[Aim of the task] Look through the lines below and extract each one that contains "parsed".

(Stored items)
use std::fmt;

use chrono::{DateTime, Local, NaiveDateTime};
use serde::{Deserialize, Serialize};
use serde_json::{Map, Value};

use super::TaskId;

/// Placeholder shown for absent task fields.
pub const MISSING: &str = "-";

#[derive(Debug, Clone, PartialEq, Eq, Hash, Serialize, Deserialize)]
#[serde(from = "String", into = "String")]
pub enum TaskStatus {
    Pending,
    Running,
    Completed,
    Failed,
    Cancelled,
    Other(String),
}

impl TaskStatus {
    #[must_use]
    pub fn as_str(&self) -> &str {
        match self {
            Self::Pending => "pending",
            Self::Running => "running",
            Self::Completed => "completed",
            Self::Failed => "failed",
            Self::Cancelled => "cancelled",
            Self::Other(s) => s,
        }
    }

    /// A terminal task receives no further progress.
    #[must_use]
    pub const fn is_terminal(&self) -> bool {
        matches!(self, Self::Completed | Self::Failed | Self::Cancelled)
    }

    #[must_use]
    pub fn is_terminal_str(status: &str) -> bool {
        Self::from(status.to_string()).is_terminal()
    }
}

impl Default for TaskStatus {
    fn default() -> Self {
        Self::Pending
    }
}

impl From<String> for TaskStatus {
    fn from(s: String) -> Self {
        match s.as_str() {
            "pending" => Self::Pending,
            "running" => Self::Running,
            "completed" => Self::Completed,
            "failed" => Self::Failed,
            "cancelled" => Self::Cancelled,
            _ => Self::Other(s),
        }
    }
}

impl From<TaskStatus> for String {
    fn from(status: TaskStatus) -> Self {
        match status {
            TaskStatus::Other(s) => s,
            known => known.as_str().to_string(),
        }
    }
}

impl fmt::Display for TaskStatus {
    fn fmt(&self, f: &mut fmt::Formatter<'_>) -> fmt::Result {
        f.pad(self.as_str())
    }
}

/// A crawler task as reported by the backend.
#[derive(Debug, Clone, Default, PartialEq, Serialize, Deserialize)]
#[serde(default)]
pub struct Task {
    pub id: TaskId,
    pub task_type: String,
    pub status: TaskStatus,
    /// JSON-encoded creation parameters.
    pub parameters: Option<String>,
    pub result_summary: Option<String>,
    pub created_at: Option<String>,
    pub started_at: Option<String>,
    pub completed_at: Option<String>,
    pub error_message: Option<String>,
    pub percentage: Option<f64>,
    pub processed_items: Option<u64>,
    pub total_items: Option<u64>,
    pub processing_speed: Option<f64>,
    pub estimated_remaining: Option<f64>,
}

impl Task {
    /// Shallow-merges pushed fields over this task.
    ///
    /// Fields the update does not mention keep their value. Fields whose
    /// new value does not fit the model are ignored rather than failing
    /// the whole update.
    #[must_use]
    pub fn merged(&self, update: &Map<String, Value>) -> Self {
        let Ok(Value::Object(mut current)) = serde_json::to_value(self) else {
            return self.clone();
        };

        for (key, value) in update {
            if !current.contains_key(key) {
                continue;
            }
            let previous = current.insert(key.clone(), value.clone());
            if serde_json::from_value::<Self>(Value::Object(current.clone())).is_err() {
                tracing::debug!(task_id = self.id, field = %key, "Ignoring ill-typed pushed field");
                if let Some(previous) = previous {
                    current.insert(key.clone(), previous);
                }
            }
        }

        serde_json::from_value(Value::Object(current)).unwrap_or_else(|_| self.clone())
    }

    /// Looks up a creation parameter for display.
    ///
    /// `mode` reports the bangumi id instead when the task targeted a single
    /// subject. Missing or unparseable parameters read as [`MISSING`].
    #[must_use]
    pub fn parameter(&self, key: &str) -> String {
        let Some(raw) = self.parameters.as_deref() else {
            return MISSING.to_string();
        };
        let params: Map<String, Value> = match serde_json::from_str(raw) {
            Ok(params) => params,
            Err(e) => {
                tracing::debug!(task_id = self.id, "Failed to parse task parameters: {e}");
                return MISSING.to_string();
            }
        };

        if key == "mode" {
            if let Some(id) = params.get("bangumi_id").filter(|v| is_truthy(v)) {
                return format!("bangumi_id: {}", display_value(id));
            }
        }

        params
            .get(key)
            .filter(|v| is_truthy(v))
            .map_or_else(|| MISSING.to_string(), display_value)
    }

    #[must_use]
    pub fn eta(&self) -> String {
        format_eta(self.estimated_remaining)
    }
}

fn is_truthy(value: &Value) -> bool {
    match value {
        Value::Null => false,
        Value::Bool(b) => *b,
        Value::Number(n) => n.as_f64().is_some_and(|f| f != 0.0),
        Value::String(s) => !s.is_empty(),
        Value::Array(_) | Value::Object(_) => true,
    }
}

fn display_value(value: &Value) -> String {
    match value {
        Value::String(s) => s.clone(),
        other => other.to_string(),
    }
}

/// Renders remaining seconds as `"{m}m {s}s"`.
#[must_use]
pub fn format_eta(seconds: Option<f64>) -> String {
    match seconds {
        Some(secs) if secs >= 0.0 => {
            let total = secs.floor() as u64;
            format!("{}m {}s", total / 60, total % 60)
        }
        _ => MISSING.to_string(),
    }
}

/// Renders a backend timestamp in local time.
///
/// Offset-less timestamps are taken as-is. Unparseable input is returned
/// unchanged.
#[must_use]
pub fn format_datetime(value: Option<&str>) -> String {
    let Some(raw) = value.filter(|s| !s.is_empty()) else {
        return MISSING.to_string();
    };

    if let Ok(parsed) = DateTime::parse_from_rfc3339(raw) {
        return parsed
            .with_timezone(&Local)
            .format("%Y-%m-%d %H:%M:%S")
            .to_string();
    }
    if let Ok(parsed) = NaiveDateTime::parse_from_str(raw, "%Y-%m-%dT%H:%M:%S%.f") {
        return parsed.format("%Y-%m-%d %H:%M:%S").to_string();
    }
    raw.to_string()
}

/// Request body for starting a crawl.
#[derive(Debug, Clone, Default, PartialEq, Eq, Serialize, Deserialize)]
pub struct TaskCreate {
    pub mode: String,
    #[serde(skip_serializing_if = "Option::is_none")]
    pub year: Option<i32>,
    #[serde(skip_serializing_if = "Option::is_none")]
    pub season: Option<String>,
    #[serde(skip_serializing_if = "Option::is_none")]
    pub start_url: Option<String>,
    #[serde(skip_serializing_if = "Option::is_none")]
    pub limit: Option<u32>,
}

#[derive(Debug, Clone, Default, PartialEq, Serialize, Deserialize)]
#[serde(default)]
pub struct TaskProgress {
    pub task_id: TaskId,
    pub percentage: Option<f64>,
    pub processed_items: Option<u64>,
    pub total_items: Option<u64>,
    pub processing_speed: Option<f64>,
    pub estimated_remaining: Option<f64>,
}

[Answer section]
    if let Ok(parsed) = DateTime::parse_from_rfc3339(raw) {
        return parsed
    if let Ok(parsed) = NaiveDateTime::parse_from_str(raw, "%Y-%m-%dT%H:%M:%S%.f") {
        return parsed.format("%Y-%m-%d %H:%M:%S").to_string();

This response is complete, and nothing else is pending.